The main purpose of this project is to provide a command-line interface for Metanome to allow for easy automation of data profiling tasks, e.g., to conduct experiments or to profile datasets batchwise. Besides that, this project integrates Metanome with
- Metacrate, a storage and analytics tool for data profiles, and
- ProfileDB, a tiny tool to collect and store experimental data.
Furthermore, HDFS is supported as input source.
Either obtain a Metanome CLI release or build it yourself. Conceretely, the project can be built with Maven:
.../metanome-cli$ mvn package -Pdistro
This command creates a "fatjar" (target/metanome-cli-0.1-SNAPSHOT.jar
or similar) that contains Metanome and the Metanome CLI along with all their dependencies (except for Metanome algorithms, though).
Note that this project might depend on unstable snapshot versions of Metanome, Metacrate, and ProfileDB.

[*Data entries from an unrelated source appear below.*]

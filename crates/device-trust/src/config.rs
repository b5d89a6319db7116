// SPDX-License-Identifier: Apache-2.0
// Copyright (c) 2025 Connectias

//! Engine configuration, execution-environment capabilities and host facts.

use crate::signal::ProbeError;
use serde::{Deserialize, Serialize};
use std::fs::File;
use std::path::{Path, PathBuf};
use std::time::Duration;

/// Loopback ports of well-known instrumentation servers (Frida, IDA debug server).
pub const DEFAULT_INSTRUMENTATION_PORTS: [u16; 3] = [27042, 27043, 23946];

/// Policy constants and probe bounds. Defaults are the tested values.
#[derive(Debug, Clone)]
pub struct EngineConfig {
    /// Prefix for every absolute path a probe reads or writes. Only set by
    /// constructing the config directly; `from_env` always keeps `/`.
    pub fs_root: PathBuf,
    pub artifact_cap: usize,
    pub package_cap: usize,
    pub max_map_lines: usize,
    pub rwx_region_cap: usize,
    pub suspicious_module_cap: usize,
    pub loaded_module_match_cap: usize,
    pub max_fd_entries: usize,
    pub port_timeout: Duration,
    pub command_timeout: Duration,
    pub instrumentation_ports: Vec<u16>,
    pub integrity_threshold: usize,
    pub virtualization_weak_threshold: usize,
    pub instrumentation_family_threshold: usize,
    /// Lets a single strong instrumentation signal bypass the family threshold.
    pub strong_instrumentation_override: bool,
    /// Bound enforced by the call boundary, not by the engine.
    pub overall_timeout: Duration,
}

impl Default for EngineConfig {
    fn default() -> Self {
        Self {
            fs_root: PathBuf::from("/"),
            artifact_cap: 5,
            package_cap: 5,
            max_map_lines: 10_000,
            rwx_region_cap: 4,
            suspicious_module_cap: 8,
            loaded_module_match_cap: 3,
            max_fd_entries: 100,
            port_timeout: Duration::from_millis(15),
            command_timeout: Duration::from_millis(200),
            instrumentation_ports: DEFAULT_INSTRUMENTATION_PORTS.to_vec(),
            integrity_threshold: 1,
            virtualization_weak_threshold: 2,
            instrumentation_family_threshold: 2,
            strong_instrumentation_override: false,
            overall_timeout: Duration::from_millis(1_500),
        }
    }
}

impl EngineConfig {
    /// Defaults overridden by `DEVICE_TRUST_*` environment variables. Bounds
    /// and thresholds only; the filesystem root is not overridable.
    pub fn from_env() -> Self {
        let defaults = Self::default();
        Self {
            port_timeout: env_millis("DEVICE_TRUST_PORT_TIMEOUT_MS", defaults.port_timeout),
            command_timeout: env_millis(
                "DEVICE_TRUST_COMMAND_TIMEOUT_MS",
                defaults.command_timeout,
            ),
            instrumentation_family_threshold: env_usize(
                "DEVICE_TRUST_INSTRUMENTATION_THRESHOLD",
                defaults.instrumentation_family_threshold,
            ),
            virtualization_weak_threshold: env_usize(
                "DEVICE_TRUST_VIRTUALIZATION_THRESHOLD",
                defaults.virtualization_weak_threshold,
            ),
            rwx_region_cap: env_usize("DEVICE_TRUST_RWX_REGION_CAP", defaults.rwx_region_cap),
            strong_instrumentation_override: env_bool(
                "DEVICE_TRUST_STRONG_OVERRIDE",
                defaults.strong_instrumentation_override,
            ),
            overall_timeout: env_millis(
                "DEVICE_TRUST_OVERALL_TIMEOUT_MS",
                defaults.overall_timeout,
            ),
            ..defaults
        }
    }

    /// Maps an absolute device path beneath `fs_root`.
    pub fn resolve(&self, absolute: &str) -> PathBuf {
        self.fs_root.join(absolute.trim_start_matches('/'))
    }
}

#[derive(Debug, Clone, Copy, PartialEq, Eq, Serialize)]
#[serde(rename_all = "camelCase")]
pub enum Environment {
    Android,
    Ios,
    Linux,
    Unsupported,
}

impl Environment {
    pub fn current() -> Self {
        if cfg!(target_os = "android") {
            Self::Android
        } else if cfg!(target_os = "ios") {
            Self::Ios
        } else if cfg!(target_os = "linux") {
            Self::Linux
        } else {
            Self::Unsupported
        }
    }

    pub fn name(self) -> &'static str {
        match self {
            Self::Android => "android",
            Self::Ios => "ios",
            Self::Linux => "linux",
            Self::Unsupported => "unsupported",
        }
    }

    /// Whether developer-mode / USB-debugging switches exist at all.
    pub fn has_developer_settings(self) -> bool {
        matches!(self, Self::Android)
    }
}

/// What the current process can introspect. Established once, read-only after.
#[derive(Debug, Clone, PartialEq, Eq)]
pub struct Capabilities {
    pub environment: Environment,
    pub native_scanning: bool,
    pub native_unavailable_reason: Option<String>,
}

impl Capabilities {
    pub fn new(environment: Environment) -> Self {
        Self {
            environment,
            native_scanning: true,
            native_unavailable_reason: None,
        }
    }

    pub fn without_native_scanning(environment: Environment, reason: impl Into<String>) -> Self {
        Self {
            environment,
            native_scanning: false,
            native_unavailable_reason: Some(reason.into()),
        }
    }

    pub fn detect() -> Self {
        let environment = Environment::current();
        match environment {
            Environment::Android | Environment::Linux => {
                let maps = Path::new("/proc/self/maps");
                match File::open(maps) {
                    Ok(_) => Self::new(environment),
                    Err(err) => Self::without_native_scanning(
                        environment,
                        format!("{} unreadable: {}", maps.display(), err),
                    ),
                }
            }
            Environment::Ios => Self::new(environment),
            Environment::Unsupported => {
                Self::without_native_scanning(environment, "no native scanner for this target")
            }
        }
    }
}

/// Build identifiers reported by the host platform API.
#[derive(Debug, Clone, Default, PartialEq, Eq, Deserialize, Serialize)]
#[serde(default, rename_all = "camelCase")]
pub struct BuildIdentifiers {
    pub model: String,
    pub manufacturer: String,
    pub product: String,
    pub device: String,
    pub hardware: String,
    pub brand: String,
    pub fingerprint: String,
}

impl BuildIdentifiers {
    pub fn is_empty(&self) -> bool {
        self == &Self::default()
    }
}

/// Facts only the host application layer can observe (package manager,
/// URL-scheme resolution, settings APIs), shipped across the call boundary.
#[derive(Debug, Clone, Default, PartialEq, Eq, Deserialize, Serialize)]
#[serde(default, rename_all = "camelCase")]
pub struct HostFacts {
    pub installed_packages: Vec<String>,
    pub build: BuildIdentifiers,
    pub openable_url_schemes: Vec<String>,
    pub developer_mode: Option<bool>,
    pub adb_enabled: Option<bool>,
}

impl HostFacts {
    pub fn from_json(payload: &str) -> Result<Self, ProbeError> {
        if payload.trim().is_empty() {
            return Ok(Self::default());
        }
        serde_json::from_str(payload).map_err(|err| ProbeError::Malformed {
            what: "host facts payload",
            detail: err.to_string(),
        })
    }
}

fn env_millis(name: &str, default: Duration) -> Duration {
    std::env::var(name)
        .ok()
        .and_then(|raw| raw.trim().parse::<u64>().ok())
        .map(Duration::from_millis)
        .unwrap_or(default)
}

fn env_usize(name: &str, default: usize) -> usize {
    std::env::var(name)
        .ok()
        .and_then(|raw| raw.trim().parse::<usize>().ok())
        .unwrap_or(default)
}

fn env_bool(name: &str, default: bool) -> bool {
    match std::env::var(name) {
        Ok(raw) => matches!(
            raw.trim().to_ascii_lowercase().as_str(),
            "1" | "true" | "yes" | "enabled" | "on"
        ),
        Err(_) => default,
    }
}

In case of build errors related to these projects, you might need to clone, build, and install (i.e., mvn install
) them yourself.
Then, re-run the build with
.../metanome-cli$ mvn package -Pdistro --offline
Once you have obtained above described fatjar, you can simply put it on the Java classpath along with your algorithm jar files and run them as a normal Java application.

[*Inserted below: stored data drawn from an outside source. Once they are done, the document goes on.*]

// SPDX-License-Identifier: Apache-2.0
// Copyright (c) 2025 Connectias

// Short-lived runtimes for probes that need sockets or subprocesses.

use crate::signal::ProbeError;
use std::future::Future;
use std::io;
use std::process::Stdio;
use std::time::Duration;
use tokio::process::Command;
use tokio::runtime::{Builder, Handle};
use tokio::time::timeout;

/// Drives `future` on a fresh current-thread runtime. When the caller is
/// already inside a runtime the work moves to a scoped thread, since nested
/// `block_on` is not allowed.
pub(crate) fn block_on<F>(future: F) -> Result<F::Output, ProbeError>
where
    F: Future + Send,
    F::Output: Send,
{
    let drive = move || {
        let runtime = Builder::new_current_thread()
            .enable_all()
            .build()
            .map_err(ProbeError::Runtime)?;
        Ok(runtime.block_on(future))
    };

    if Handle::try_current().is_err() {
        return drive();
    }

    std::thread::scope(|scope| {
        scope
            .spawn(drive)
            .join()
            .unwrap_or_else(|_| Err(ProbeError::Panicked("probe runtime thread".to_string())))
    })
}

/// Runs `program args..` bounded by `bound`.
///
/// `Ok(Some(stdout))` on a zero exit, `Ok(None)` on a non-zero exit,
/// `Err(Unavailable)` when the program does not exist.
pub(crate) async fn run_command(
    program: &'static str,
    args: &[&str],
    bound: Duration,
) -> Result<Option<String>, ProbeError> {
    let output = Command::new(program)
        .args(args)
        .stdin(Stdio::null())
        .stdout(Stdio::piped())
        .stderr(Stdio::null())
        .kill_on_drop(true)
        .output();

    match timeout(bound, output).await {
        Ok(Ok(output)) if output.status.success() => {
            Ok(Some(String::from_utf8_lossy(&output.stdout).into_owned()))
        }
        Ok(Ok(_)) => Ok(None),
        Ok(Err(err)) if err.kind() == io::ErrorKind::NotFound => Err(ProbeError::Unavailable(program)),
        Ok(Err(err)) => Err(ProbeError::Command {
            command: format!("{} {}", program, args.join(" ")),
            detail: err.to_string(),
        }),
        Err(_) => Err(ProbeError::Timeout {
            probe: program,
            bound_ms: bound.as_millis() as u64,
        }),
    }
}

/// Blocking wrapper around [`run_command`].
pub(crate) fn command(
    program: &'static str,
    args: &[&str],
    bound: Duration,
) -> Result<Option<String>, ProbeError> {
    block_on(run_command(program, args, bound))?
}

As an example, assume you have an algorithm jar file called my-algorithm.jar
with the main algorithm class com.example.MyAlgorithm
.
Then you can execute it via
$ java -cp metanome-cli.jar:my-algorithm.jar de.metanome.cli.App --algorithm com.example.MyAlgorithm <parameters...>
To learn about the various parameters of the Metanome CLI, you can also execute it without any parameters (including --algorithm
) and get an output like the following:
Usage: <main class> [options]
Options:
* -a, --algorithm
name of the Metanome algorithm class
--algorithm-config
algorithm configuration parameters (<name>:<value>)
Default: []
--db-connection
a PGPASS file that specifies the database connection; if given, the
inputs are treated as database tables
--db-type
the type of database as it would appear in a JDBC URL
--escape
escapes special characters
Default:
--header
first row is a header
Default: false
--ignore-leading-spaces
ignore leading white spaces in each field
Default: false
* --file-key, --input-key, --table-key
configuration key for the input files/tables
* --files, --inputs, --tables
input file/tables to be analyzed and/or files list input files/tables
(prefixed with 'load:')
Default: []
--null
representation of NULLs
Default: <empty string>
-o, --output
how to output results (none/print/file[:run-ID]/crate:file:scope)
Default: file
--profiledb
location of a ProfileDB to store a ProfileDB experiment at
--profiledb-conf
additional configuration to store with a ProfileDB experiment
Default: []
--profiledb-key
experiment key to store a ProfileDB experiment
--profiledb-tags
tags to store with a ProfileDB experiment
Default: []
--quote
delimits fields in the input file
Default: "
--separator
separates fields in the input file
Default: ;
--skip
numbers of lines to skip
Default: 0
--skip-differing-lines
skip lines with incorrect number of fields
Default: false
--strict-quotes
enforce strict quotes
Default: false
In case of problems, feel free to file an issue.